On the ninth, after three days watching and lying in wait in the snow and the cold, Tibor and Imré succeeded in fleeing to Austria. They l
eft their belongings behind them and found themselves in Vienna without a penny. By selling the car, they managed to subsist for a month. What work could they hope for in this bleak city that resembled a set for an operetta and where thousands of their compatriots were wandering around looking crazed and lost? ‘In Paris, they know me,’ declared Tibor who remembered his reception in Cannes.
2
I loathed sport. I loathed those who engaged in sport. They were idiots and they stank. Nevertheless, I ran like lightning behind Cécile, who romped along in spite of her two packs of fags a day. I was about to faint. My heart was thumping, my head was on fire, my legs felt like cotton wool, and I didn’t smoke. From time to time, she glanced back and slowed down and allowed me to catch up. As soon as I drew level with her, without pausing for breath, she asked me: ‘All right?’
I was crimson and dripping with sweat. Steam was rising from my head. My nose was dripping like a fountain. I had given up answering her because she never waited and would set off again at a trot. I was holding up Pierre’s shorts, which were threatening to fall down, with both hands.
‘Are we never going to stop?’
However much I shouted, she pressed on. And just supposing, behind this silly need to exercise, there was something else?

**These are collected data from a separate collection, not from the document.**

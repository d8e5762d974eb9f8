use super::EventListener;
use crate::frame::SharedDriver;
use wasm_bindgen::JsCast;
use web_sys as web;

/// Feed window `pointermove` client coordinates into the field. The canvas
/// covers the viewport, so client space is surface space.
pub fn wire_pointer_move(
    window: &web::Window,
    driver: SharedDriver,
) -> anyhow::Result<EventListener> {
    EventListener::attach(window, "pointermove", move |ev: web::Event| {
        let Some(pointer) = ev.dyn_ref::<web::PointerEvent>() else {
            return;
        };
        driver
            .borrow_mut()
            .pointer_moved(pointer.client_x() as f64, pointer.client_y() as f64);
    })
}
use crate::core::{FrameDriver, FrameOutcome};
use crate::dom;
use crate::render::CanvasSurface;
use std::cell::{Cell, RefCell};
use std::rc::Rc;
use wasm_bindgen::closure::Closure;
use web_sys as web;

pub type SharedDriver = Rc<RefCell<FrameDriver<CanvasSurface>>>;

type FrameCallback = Rc<RefCell<Option<Closure<dyn FnMut(f64)>>>>;

/// A running `requestAnimationFrame` chain. Dropping it cancels the pending
/// frame and releases the callback.
pub struct FrameLoop {
    window: web::Window,
    callback: FrameCallback,
    pending: Rc<Cell<Option<i32>>>,
}

/// Call `on_frame` once per display frame until it returns
/// `FrameOutcome::Stopped` or the loop is dropped.
pub fn start_loop(
    window: &web::Window,
    mut on_frame: impl FnMut(f64) -> FrameOutcome + 'static,
) -> anyhow::Result<FrameLoop> {
    let callback: FrameCallback = Rc::new(RefCell::new(None));
    let pending: Rc<Cell<Option<i32>>> = Rc::new(Cell::new(None));

    let callback_tick = callback.clone();
    let pending_tick = pending.clone();
    let window_tick = window.clone();
    *callback.borrow_mut() = Some(Closure::wrap(Box::new(move |timestamp_ms: f64| {
        pending_tick.set(None);
        if on_frame(timestamp_ms) == FrameOutcome::Stopped {
            return;
        }
        // Rescheduling does not depend on the tick having succeeded.
        if let Some(cb) = callback_tick.borrow().as_ref() {
            match dom::request_frame(&window_tick, cb) {
                Ok(handle) => pending_tick.set(Some(handle)),
                Err(e) => log::error!("[frame] could not schedule next frame: {:?}", e),
            }
        }
    }) as Box<dyn FnMut(f64)>));

    let frame_loop = FrameLoop {
        window: window.clone(),
        callback,
        pending,
    };
    let first = match frame_loop.callback.borrow().as_ref() {
        Some(cb) => Some(dom::request_frame(window, cb)),
        None => None,
    };
    // An error drops `frame_loop`, which releases the callback.
    if let Some(handle) = first.transpose()? {
        frame_loop.pending.set(Some(handle));
    }
    Ok(frame_loop)
}

impl Drop for FrameLoop {
    fn drop(&mut self) {
        if let Some(handle) = self.pending.take() {
            dom::cancel_frame(&self.window, handle);
        }
        // Breaks the callback's reference to itself.
        self.callback.borrow_mut().take();
    }
}
fn main() {
    // The ESP-IDF sysenv output is only meaningful for firmware builds.
    // Host-target builds (tests, simulation) enable no features and must
    // skip it, otherwise it fails looking for an ESP-IDF environment.
    if std::env::var_os("CARGO_FEATURE_ESPIDF").is_some() {
        embuild::espidf::sysenv::output();
    }
}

Supposing, behind that angelic aspect, there was a hypocritical smile lurking? Might she want to avenge herself on me for what Franck had done to her? One only had to read Racine’s Iphigénie. It could not be ruled out. I slumped onto a bench. She was disappearing from view. Once she could no longer see me, she would be obliged to come back. I was fed up with running circuits of the Luxembourg in the dust. These were gardens that were meant to be walked in. Not a race track. A park in which to dream and read beside the Médicis fountain. Not in which to clown around in a pair of shorts that was too big for me.